Personnel planning requires staff and physicians to organize budgeting project management to implement this project successfully. Change management for the project involves planning to reduce financial disruption from old systems to new ones. It encourages follow-through beyond initial implementation. Training from older systems primarily involving manual data entry is replaced with new systems requiring advanced knowledge of new technology operations. Roles and responsibilities are redistributed to create accountability with new functions educated on skills for working with emergent IT roles for problem-solving. Performance progress management uses relevant financial metrics and team performance evaluation to understand goals and opportunities for personnel improvement on the project.

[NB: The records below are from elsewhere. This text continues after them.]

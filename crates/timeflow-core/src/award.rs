//! XP award table
//!
//! A closed lookup from [`XpSource`] to an XP amount and a display message.
//! The table holds no state; the same source and context always produce the
//! same reward.

use std::str::FromStr;

use serde::{Deserialize, Serialize};
use strum::{Display, EnumIter, EnumString, IntoStaticStr};

use crate::{
    error::{Error, Result},
    events::MILESTONE_PERCENT,
};

/// Every reason the system hands out XP.
#[derive(
    Debug,
    Clone,
    Copy,
    PartialEq,
    Eq,
    Hash,
    Display,
    EnumString,
    EnumIter,
    IntoStaticStr,
    Serialize,
    Deserialize,
)]
#[strum(serialize_all = "snake_case")]
#[serde(rename_all = "snake_case")]
pub enum XpSource {
    TaskCompletedLow,
    TaskCompletedMedium,
    TaskCompletedHigh,
    HabitStreakMilestone,
    GoalMilestone,
    GoalCompleted,
    TimeTracked,
    DailyLogin,
    AchievementUnlocked,
}

impl XpSource {
    /// Parse a source tag, rejecting anything outside the closed set.
    ///
    /// # Errors
    ///
    /// Returns `Error::InvalidArgument` for unknown tags.
    pub fn parse(tag: &str) -> Result<Self> {
        Self::from_str(tag).map_err(|_| Error::invalid(format!("unknown XP source '{tag}'")))
    }

    /// Task completion source for a priority.
    #[must_use]
    pub const fn for_task(priority: TaskPriority) -> Self {
        match priority {
            TaskPriority::Low => Self::TaskCompletedLow,
            TaskPriority::Medium => Self::TaskCompletedMedium,
            TaskPriority::High => Self::TaskCompletedHigh,
        }
    }
}

/// Task priority as carried on task events.
#[derive(
    Debug, Clone, Copy, PartialEq, Eq, Hash, Display, EnumString, Serialize, Deserialize,
)]
#[strum(serialize_all = "lowercase")]
#[serde(rename_all = "lowercase")]
pub enum TaskPriority {
    Low,
    Medium,
    High,
}

/// Context used to scale or label a reward.
#[derive(Debug, Clone, Default, PartialEq, Eq, Serialize, Deserialize)]
pub struct AwardContext {
    /// Title of the task, goal, habit or achievement involved
    pub subject: Option<String>,
    /// Streak length in days, for `habit_streak_milestone`
    pub streak_days: Option<u32>,
    /// Percent reached, for `goal_milestone`
    pub milestone_percent: Option<u8>,
    /// Minutes logged, for `time_tracked`
    pub minutes: Option<u64>,
}

impl AwardContext {
    #[must_use]
    pub fn with_subject(mut self, subject: impl Into<String>) -> Self {
        self.subject = Some(subject.into());
        self
    }

    #[must_use]
    pub const fn with_streak_days(mut self, days: u32) -> Self {
        self.streak_days = Some(days);
        self
    }

    #[must_use]
    pub const fn with_milestone_percent(mut self, percent: u8) -> Self {
        self.milestone_percent = Some(percent);
        self
    }

    #[must_use]
    pub const fn with_minutes(mut self, minutes: u64) -> Self {
        self.minutes = Some(minutes);
        self
    }
}

/// A single XP grant, produced once per triggering event.
#[derive(Debug, Clone, PartialEq, Eq, Serialize, Deserialize)]
pub struct XpReward {
    pub source: XpSource,
    /// Always greater than zero
    pub amount: u64,
    pub message: String,
}

/// XP amounts per source.
#[derive(Debug, Clone, Copy, PartialEq, Eq, Serialize, Deserialize)]
#[serde(default)]
pub struct AwardTable {
    pub task_low: u64,
    pub task_medium: u64,
    pub task_high: u64,
    /// Multiplied by the streak length
    pub habit_streak_per_day: u64,
    pub goal_milestone: u64,
    pub goal_completed: u64,
    /// Tracked minutes per XP point
    pub minutes_per_xp: u64,
    pub daily_login: u64,
    /// Flat bonus per newly unlocked achievement
    pub achievement_unlocked: u64,
}

impl Default for AwardTable {
    fn default() -> Self {
        Self {
            task_low: 10,
            task_medium: 25,
            task_high: 50,
            habit_streak_per_day: 5,
            goal_milestone: 50,
            goal_completed: 200,
            minutes_per_xp: 10,
            daily_login: 5,
            achievement_unlocked: 100,
        }
    }
}

impl AwardTable {
    /// Check that every amount can produce a positive reward.
    ///
    /// # Errors
    ///
    /// Returns `Error::InvalidArgument` naming the first zero field.
    pub fn validate(&self) -> Result<()> {
        [
            ("task_low", self.task_low),
            ("task_medium", self.task_medium),
            ("task_high", self.task_high),
            ("habit_streak_per_day", self.habit_streak_per_day),
            ("goal_milestone", self.goal_milestone),
            ("goal_completed", self.goal_completed),
            ("minutes_per_xp", self.minutes_per_xp),
            ("daily_login", self.daily_login),
            ("achievement_unlocked", self.achievement_unlocked),
        ]
        .into_iter()
        .find(|(_, amount)| *amount == 0)
        .map_or(Ok(()), |(field, _)| {
            Err(Error::invalid(format!("award amount '{field}' must be greater than zero")))
        })
    }

    /// Look up the reward for `source`.
    ///
    /// # Errors
    ///
    /// Returns `Error::InvalidArgument` when a scaled source is missing its
    /// context value, when the context value is zero, or when a goal
    /// milestone percent is 100 or more.
    pub fn award_for(&self, source: XpSource, context: &AwardContext) -> Result<XpReward> {
        let subject = context.subject.as_deref();
        let (amount, message) = match source {
            XpSource::TaskCompletedLow => (self.task_low, task_message(subject)),
            XpSource::TaskCompletedMedium => (self.task_medium, task_message(subject)),
            XpSource::TaskCompletedHigh => (self.task_high, task_message(subject)),
            XpSource::HabitStreakMilestone => {
                let days = required(context.streak_days, source, "streak_days")?;
                let message = subject.map_or_else(
                    || format!("{days}-day streak!"),
                    |habit| format!("{days}-day streak on {habit}!"),
                );
                (self.habit_streak_per_day.saturating_mul(u64::from(days)), message)
            }
            XpSource::GoalMilestone => {
                let percent = required(context.milestone_percent, source, "milestone_percent")?;
                if !MILESTONE_PERCENT.contains(&percent) {
                    return Err(Error::invalid(format!(
                        "{source} milestone_percent must be within 1..=99, got {percent}"
                    )));
                }
                let message = subject.map_or_else(
                    || format!("Goal {percent}% complete"),
                    |goal| format!("{goal} is {percent}% complete"),
                );
                (self.goal_milestone, message)
            }
            XpSource::GoalCompleted => (
                self.goal_completed,
                subject.map_or_else(
                    || "Goal achieved!".to_string(),
                    |goal| format!("Goal achieved: {goal}"),
                ),
            ),
            XpSource::TimeTracked => {
                let minutes = required(context.minutes, source, "minutes")?;
                let amount = (minutes / self.minutes_per_xp.max(1)).max(1);
                (amount, format!("{minutes} minutes of focused time"))
            }
            XpSource::DailyLogin => (self.daily_login, "Welcome back!".to_string()),
            XpSource::AchievementUnlocked => (
                self.achievement_unlocked,
                subject.map_or_else(
                    || "Achievement unlocked!".to_string(),
                    |title| format!("Achievement unlocked: {title}"),
                ),
            ),
        };

        if amount == 0 {
            return Err(Error::invalid(format!("{source} produced no XP")));
        }

        Ok(XpReward {
            source,
            amount,
            message,
        })
    }

    /// Parse `tag` and look up its reward.
    ///
    /// # Errors
    ///
    /// Returns `Error::InvalidArgument` for unknown tags or missing context.
    pub fn award_for_tag(&self, tag: &str, context: &AwardContext) -> Result<XpReward> {
        self.award_for(XpSource::parse(tag)?, context)
    }
}

fn task_message(subject: Option<&str>) -> String {
    subject.map_or_else(
        || "Task completed".to_string(),
        |task| format!("Completed: {task}"),
    )
}

fn required<T>(value: Option<T>, source: XpSource, field: &str) -> Result<T>
where
    T: Copy + PartialEq + Default,
{
    match value {
        Some(v) if v != T::default() => Ok(v),
        Some(_) => Err(Error::invalid(format!("{source} requires a non-zero {field}"))),
        None => Err(Error::invalid(format!("{source} requires {field}"))),
    }
}

#[cfg(test)]
mod tests {
    use strum::IntoEnumIterator;

    use super::*;

    fn table() -> AwardTable {
        AwardTable::default()
    }

    #[test]
    fn test_nine_sources() {
        assert_eq!(XpSource::iter().count(), 9);
    }

    #[test]
    fn test_task_amounts_scale_with_priority() {
        let ctx = AwardContext::default().with_subject("Write report");
        let low = table().award_for(XpSource::for_task(TaskPriority::Low), &ctx);
        let high = table().award_for(XpSource::for_task(TaskPriority::High), &ctx);

        assert_eq!(low.as_ref().map(|r| r.amount), Ok(10));
        assert_eq!(high.as_ref().map(|r| r.amount), Ok(50));
        assert_eq!(
            high.map(|r| r.message),
            Ok("Completed: Write report".to_string())
        );
    }

    #[test]
    fn test_streak_scales_with_days() {
        let ctx = AwardContext::default().with_streak_days(7);
        let reward = table().award_for(XpSource::HabitStreakMilestone, &ctx);
        assert_eq!(reward.map(|r| r.amount), Ok(35));
    }

    #[test]
    fn test_time_tracked_rounds_down_with_floor_of_one() {
        let ninety = AwardContext::default().with_minutes(90);
        let five = AwardContext::default().with_minutes(5);
        assert_eq!(
            table().award_for(XpSource::TimeTracked, &ninety).map(|r| r.amount),
            Ok(9)
        );
        assert_eq!(
            table().award_for(XpSource::TimeTracked, &five).map(|r| r.amount),
            Ok(1)
        );
    }

    #[test]
    fn test_scaled_sources_require_context() {
        let empty = AwardContext::default();
        for source in [
            XpSource::HabitStreakMilestone,
            XpSource::GoalMilestone,
            XpSource::TimeTracked,
        ] {
            assert!(matches!(
                table().award_for(source, &empty),
                Err(Error::InvalidArgument(_))
            ));
        }
    }

    #[test]
    fn test_goal_milestone_percent_must_be_intermediate() {
        for percent in [100, 150, u8::MAX] {
            let ctx = AwardContext::default().with_milestone_percent(percent);
            assert!(matches!(
                table().award_for(XpSource::GoalMilestone, &ctx),
                Err(Error::InvalidArgument(_))
            ));
        }
        let ctx = AwardContext::default().with_milestone_percent(99);
        assert!(table().award_for(XpSource::GoalMilestone, &ctx).is_ok());
    }

    #[test]
    fn test_zero_minutes_rejected() {
        let ctx = AwardContext::default().with_minutes(0);
        assert!(table().award_for(XpSource::TimeTracked, &ctx).is_err());
    }

    #[test]
    fn test_unknown_tag_rejected() {
        let result = table().award_for_tag("task_completed_urgent", &AwardContext::default());
        assert!(matches!(result, Err(Error::InvalidArgument(_))));
    }

    #[test]
    fn test_tag_round_trips_through_display() {
        for source in XpSource::iter() {
            assert_eq!(XpSource::parse(&source.to_string()), Ok(source));
        }
    }

    #[test]
    fn test_every_source_pays_positive_xp() {
        let ctx = AwardContext::default()
            .with_streak_days(3)
            .with_milestone_percent(50)
            .with_minutes(30);
        for source in XpSource::iter() {
            let reward = table().award_for(source, &ctx);
            assert!(reward.is_ok_and(|r| r.amount > 0), "{source} paid nothing");
        }
    }

    #[test]
    fn test_validate_rejects_zero_amount() {
        let broken = AwardTable {
            goal_completed: 0,
            ..AwardTable::default()
        };
        assert!(broken.validate().is_err());
        assert!(table().validate().is_ok());
    }
}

Financial Return on Investment

Fenway Health’s challenges are declining reimbursements from payors, cost reduction, and budget constraints. This project has immense potential for return on investment. In the form of cost savings, the plan ensures that processes are improved and decrease errors significantly. This reduces employee working hours, including overtime for issue maintenance. It also decreases the costs associated with employee burnout and hiring to improve employee retention. Automation for supply chain management, billing, revenue cycle management, and resource utilization can improve efficiency by reducing latent defects. Additional revenue in these critical areas is returned as revenue for return on investment.

Clinical Return on Investment

Several organizations, including Epic, Meditech, CPSI, and Cerner, have implemented these same streamlined, new high-performance database management systems that integrate into their current healthcare systems to optimize administrative and clinical duties. Improved patient outcomes are ensured with fewer data entry errors, allowing users to experience more accurate information. Clinical ROI for this project provides that assessments regularly compare cost analysis with clinical effectiveness. This has shown so far that cost is down, and clinical outcomes, QI, and regulatory safety have been established to improve by 18%.

References

Leftwich, R. (2022, August 15). FHIRSIDE chat — innovations in achieving interoperability. InterSystems. https://www.intersystems.com/resources/fhirside-chat-innovations-in-achieving-interoperability/

Rosiles, S. (May 23rd, 2023) Interviews with Health Leaders. Fenway Health.